State issued testing fails its only goal
https://www.flickr.com/photos/albertogp123/5843577306
January 26, 2020
Once upon a time, some French guy came up with an idea to test a bunch of people with the same questions to compare their scores. Nowadays, standardized testing is forced upon us. However, the entire system is completely flawed, bringing the use of standardized testing into question.
First, according to “Why Do We Need Standardized Testing?” on New York School Talk, “Standardized tests are a spotlight that help education leaders see what effect schools are having on students. With that information they can make changes to address students’ needs”. However, they are an “unreliable measure of student performance” according to ProCon.org. Not only this but teachers are “teaching the test” meaning they don’t teach everything, just what’s on the test
Standardized testing and public schools are a horrible combination. They are supposed to be a spotlight to help teachers see what they need to help students out with, and instead of helping these students out, schools are “gaming the system” according to ProCon.org. But most of the time, this only focuses on what the test asks, not detailed specifics of what each individual person needs help with. And while the school does have tutors to help with these more specific needs, these tutors aren’t professionals, and it can be difficult to teach someone. And while there are private tutors, they are very expensive, and many students that are failing simply don’t have the money to hire a private tutor.
Standardized testing also puts unnecessary strain on young minds, driving students from even wanting an education if they’re just going to be tested and possibly fail. Stressing students out to try to teach them something isn’t the way to go. “Tests” should be engaging, hands-on exams so students can truly grasp the knowledge they’re being presented.
Last, standardized tests just aren’t realistic. I dislike sounding like a boomer, but in the real world, people work together as teams. This is so that each member of the team can not only pulls their own weight, but also so they can cover each others flaws. If we teach students how to work in teams, even with people they don’t like, we’ll be able to get a more thorough point across. This skill will be way more important than what current tests measure.

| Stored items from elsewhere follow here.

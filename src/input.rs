//! Input validation
//!
//! Pure parse and range-check functions for each vital field. These never
//! loop or prompt; the interactive retry loop lives in the CLI, which prints
//! the error and re-requests input on `Err`.

use chrono::NaiveDate;
use thiserror::Error;

use crate::config::DATE_FORMAT;

pub const BP_SYS_MIN: i64 = 50;
pub const BP_SYS_MAX: i64 = 250;
pub const BP_DIA_MIN: i64 = 30;
pub const BP_DIA_MAX: i64 = 150;
pub const PULSE_RATE_MIN: f64 = 45.0;
pub const PULSE_RATE_MAX: f64 = 250.0;
pub const WEIGHT_MIN: f64 = 50.0;
pub const WEIGHT_MAX: f64 = 500.0;
pub const TEMP_MIN: f64 = 90.0;
pub const TEMP_MAX: f64 = 115.0;

/// Validation failure. `Format` is malformed text, `Range` is a value
/// outside its domain bounds (including systolic <= diastolic). Both carry
/// the message shown to the user at the prompt.
#[derive(Debug, Clone, PartialEq, Eq, Error)]
pub enum ValidationError {
    #[error("{0}")]
    Format(String),
    #[error("{0}")]
    Range(String),
}

/// Parse a strict `mm/dd/yyyy` date.
pub fn parse_date(text: &str) -> Result<NaiveDate, ValidationError> {
    NaiveDate::parse_from_str(text.trim(), DATE_FORMAT)
        .map_err(|_| ValidationError::Format("Invalid date".to_string()))
}

/// Parse a `sys/dia` blood-pressure reading. Exactly two numeric tokens are
/// required; the pair must satisfy systolic in [50,250], diastolic in
/// [30,150], and systolic > diastolic.
pub fn parse_blood_pressure(text: &str) -> Result<(i64, i64), ValidationError> {
    let format_err = || {
        ValidationError::Format(
            "Invalid blood pressure. Please enter two numbers, e.g. 120/80".to_string(),
        )
    };

    let parts: Vec<&str> = text.trim().split('/').collect();
    if parts.len() != 2 {
        return Err(format_err());
    }
    for part in &parts {
        if part.is_empty() || !part.chars().all(|c| c.is_ascii_digit()) {
            return Err(format_err());
        }
    }

    let bp_sys: i64 = parts[0].parse().map_err(|_| format_err())?;
    let bp_dia: i64 = parts[1].parse().map_err(|_| format_err())?;

    let sys_ok = (BP_SYS_MIN..=BP_SYS_MAX).contains(&bp_sys);
    let dia_ok = (BP_DIA_MIN..=BP_DIA_MAX).contains(&bp_dia);
    if !sys_ok || !dia_ok || bp_sys <= bp_dia {
        return Err(ValidationError::Range(
            "Please enter some realistic values".to_string(),
        ));
    }

    Ok((bp_sys, bp_dia))
}

/// Parse a number and check it against an inclusive range.
pub fn parse_ranged_number(text: &str, min: f64, max: f64) -> Result<f64, ValidationError> {
    let value: f64 = text.trim().parse().map_err(|_| {
        ValidationError::Format("Invalid input. Please enter a number.".to_string())
    })?;
    if !(min..=max).contains(&value) {
        return Err(ValidationError::Range(format!(
            "Please enter a value between {} and {}.",
            min, max
        )));
    }
    Ok(value)
}

pub fn parse_pulse_rate(text: &str) -> Result<i64, ValidationError> {
    parse_ranged_number(text, PULSE_RATE_MIN, PULSE_RATE_MAX).map(|v| v as i64)
}

pub fn parse_weight(text: &str) -> Result<i64, ValidationError> {
    parse_ranged_number(text, WEIGHT_MIN, WEIGHT_MAX).map(|v| v as i64)
}

pub fn parse_temp(text: &str) -> Result<f64, ValidationError> {
    parse_ranged_number(text, TEMP_MIN, TEMP_MAX)
}

/// Trimmed passthrough; empty notes stay empty.
pub fn parse_notes(text: &str) -> String {
    text.trim().to_string()
}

State issued, standardized testing is just terrible, it needs to cover more of these points instead of driving students insane with stress. We can still see how well schools are doing, just not with a boring stressful test that doesn’t really teach students anything.
Alex W. • Feb 3, 2020 at 11:03 am
I wholeheartedly agree, they’re more or less just used to gauge how well schools are doing, and said gauge is fairly inaccurate. The test from both viewpoints is honestly worthless, since students are taught info on the test, they’re going to understand it, skewing the results. If instead, it was a test on general info on the subject, it would actually test an individual’s knowledge instead of just reciting what the test review said. This would prove to be more accurate in the long-run, although hopefully they get a new way of checking a school’s skills on teaching. One way I propose is just, looking at grade averages. Looking at the averages, taking in the variables of student interest/disinterest, teaching methods used, and other factors such as work-load and outside factors that could be effecting students individually. It would prove more time-consuming, yet more accurate in the long-run.